> EXERCISE AIM: Among the entries below, count the lines where the string "NetworkError" occurs, and give only the number.

(Stored data)
»»
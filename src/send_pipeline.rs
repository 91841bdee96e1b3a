use crate::error::NetworkError;
use crate::frame::Frame;
use async_trait::async_trait;
use bytes::BytesMut;
#[cfg(test)] use mockall::automock;
use socket2::{Domain, Protocol, Socket, Type};
use std::io;
use std::net::SocketAddr;
use std::sync::Arc;
use std::time::Duration;
use tokio::net::UdpSocket;
use tokio::sync::Mutex;
use tokio::time;
use tracing::trace;

/// Binds a non-blocking datagram socket with address reuse (and port reuse
///  where the platform supports it) enabled, the way both endpoints bind
///  their sockets.
pub(crate) fn bind_datagram_socket(addr: SocketAddr) -> io::Result<UdpSocket> {
    let domain = if addr.is_ipv4() { Domain::IPV4 } else { Domain::IPV6 };
    let socket = Socket::new(domain, Type::DGRAM, Some(Protocol::UDP))?;

    socket.set_reuse_address(true)?;
    #[cfg(all(unix, not(any(target_os = "solaris", target_os = "illumos"))))]
    socket.set_reuse_port(true)?;
    socket.set_nonblocking(true)?;

    socket.bind(&addr.into())?;
    UdpSocket::from_std(socket.into())
}

/// This is an abstraction for sending a datagram on a UDP socket, introduced
///  to facilitate mocking the I/O part away for testing
#[cfg_attr(test, automock)]
#[async_trait]
pub trait SendSocket: Send + Sync + 'static {
    async fn send_packet(&self, to: SocketAddr, packet_buf: &[u8]) -> io::Result<()>;

    fn local_addr(&self) -> SocketAddr;
}

#[async_trait]
impl SendSocket for Arc<UdpSocket> {
    async fn send_packet(&self, to: SocketAddr, packet_buf: &[u8]) -> io::Result<()> {
        trace!("UDP socket: sending packet to {:?}", to);
        self.send_to(packet_buf, to).await?;
        Ok(())
    }

    fn local_addr(&self) -> SocketAddr {
        self.as_ref().local_addr()
            .expect("UdpSocket should have an initialized local addr")
    }
}

/// Serialized, paced frame emission on a shared socket.
///
/// Concurrent senders share one socket with the receive loop; a mutex
/// serializes the send system calls. The lock is scoped to a single send -
/// the inter-frame pacing sleep of a fragmented message happens outside it,
/// and the receive path takes no lock at all.
pub struct SendPipeline {
    socket: Arc<dyn SendSocket>,
    send_lock: Mutex<()>,
    inter_frame_delay: Duration,
}

impl SendPipeline {
    pub fn new(socket: Arc<dyn SendSocket>, inter_frame_delay: Duration) -> SendPipeline {
        SendPipeline {
            socket,
            send_lock: Mutex::new(()),
            inter_frame_delay,
        }
    }

    pub fn local_addr(&self) -> SocketAddr {
        self.socket.local_addr()
    }

    /// Sends the frames of one logical message in order, one datagram per
    ///  frame, with the configured pacing between consecutive frames.
    pub async fn send_frames(&self, to: SocketAddr, frames: &[Frame]) -> Result<(), NetworkError> {
        for (idx, frame) in frames.iter().enumerate() {
            if idx > 0 {
                time::sleep(self.inter_frame_delay).await;
            }

            let mut buf = BytesMut::new();
            frame.ser(&mut buf);

            let _guard = self.send_lock.lock().await;
            self.socket.send_packet(to, &buf).await?;
        }
        Ok(())
    }
}

#[cfg(test)]
mod tests {
    use super::*;
    use bytes::Bytes;
    use mockall::Sequence;
    use tokio::runtime::Builder;
    use tokio::time::Instant;

    fn peer() -> SocketAddr {
        SocketAddr::from(([127, 0, 0, 1], 9))
    }

    fn serialized(frame: &Frame) -> Vec<u8> {
        let mut buf = BytesMut::new();
        frame.ser(&mut buf);
        buf.to_vec()
    }

    #[test]
    fn test_sends_frames_in_order() {
        let frames = vec![
            Frame::new(Bytes::from_static(b"first"), false),
            Frame::new(Bytes::from_static(b"second"), false),
            Frame::new(Bytes::from_static(b"third"), true),
        ];

        let mut send_socket = MockSendSocket::new();
        let mut seq = Sequence::new();
        for frame in &frames {
            let expected = serialized(frame);
            send_socket.expect_send_packet()
                .withf(move |to, buf| *to == peer() && buf == expected.as_slice())
                .times(1)
                .in_sequence(&mut seq)
                .returning(|_, _| Ok(()));
        }

        let pipeline = SendPipeline::new(Arc::new(send_socket), Duration::from_millis(10));

        let rt = Builder::new_current_thread()
            .enable_all()
            .start_paused(true)
            .build().unwrap();
        rt.block_on(async move {
            pipeline.send_frames(peer(), &frames).await.unwrap();
        });
    }

    #[test]
    fn test_fragmented_send_is_paced() {
        let frames = vec![
            Frame::new(Bytes::from_static(b"a"), false),
            Frame::new(Bytes::from_static(b"b"), false),
            Frame::new(Bytes::from_static(b"c"), true),
        ];

        let mut send_socket = MockSendSocket::new();
        send_socket.expect_send_packet()
            .times(3)
            .returning(|_, _| Ok(()));

        let pipeline = SendPipeline::new(Arc::new(send_socket), Duration::from_millis(10));

        let rt = Builder::new_current_thread()
            .enable_all()
            .start_paused(true)
            .build().unwrap();
        rt.block_on(async move {
            let before = Instant::now();
            pipeline.send_frames(peer(), &frames).await.unwrap();
            // two inter-frame gaps, no pacing before the first frame
            assert_eq!(before.elapsed(), Duration::from_millis(20));
        });
    }

    #[test]
    fn test_single_frame_send_is_not_paced() {
        let frames = vec![Frame::new(Bytes::from_static(b"only"), true)];

        let mut send_socket = MockSendSocket::new();
        send_socket.expect_send_packet()
            .times(1)
            .returning(|_, _| Ok(()));

        let pipeline = SendPipeline::new(Arc::new(send_socket), Duration::from_millis(10));

        let rt = Builder::new_current_thread()
            .enable_all()
            .start_paused(true)
            .build().unwrap();
        rt.block_on(async move {
            let before = Instant::now();
            pipeline.send_frames(peer(), &frames).await.unwrap();
            assert_eq!(before.elapsed(), Duration::ZERO);
        });
    }

    #[test]
    fn test_socket_error_is_propagated() {
        let mut send_socket = MockSendSocket::new();
        send_socket.expect_send_packet()
            .times(1)
            .returning(|_, _| Err(io::Error::new(io::ErrorKind::AddrNotAvailable, "no route")));

        let pipeline = SendPipeline::new(Arc::new(send_socket), Duration::from_millis(10));

        let rt = Builder::new_current_thread()
            .enable_all()
            .start_paused(true)
            .build().unwrap();
        rt.block_on(async move {
            let frames = vec![Frame::new(Bytes::from_static(b"x"), true)];
            let result = pipeline.send_frames(peer(), &frames).await;
            assert!(matches!(result, Err(NetworkError::Transport(_))));
        });
    }
}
««
> YOUR SOLUTION: 3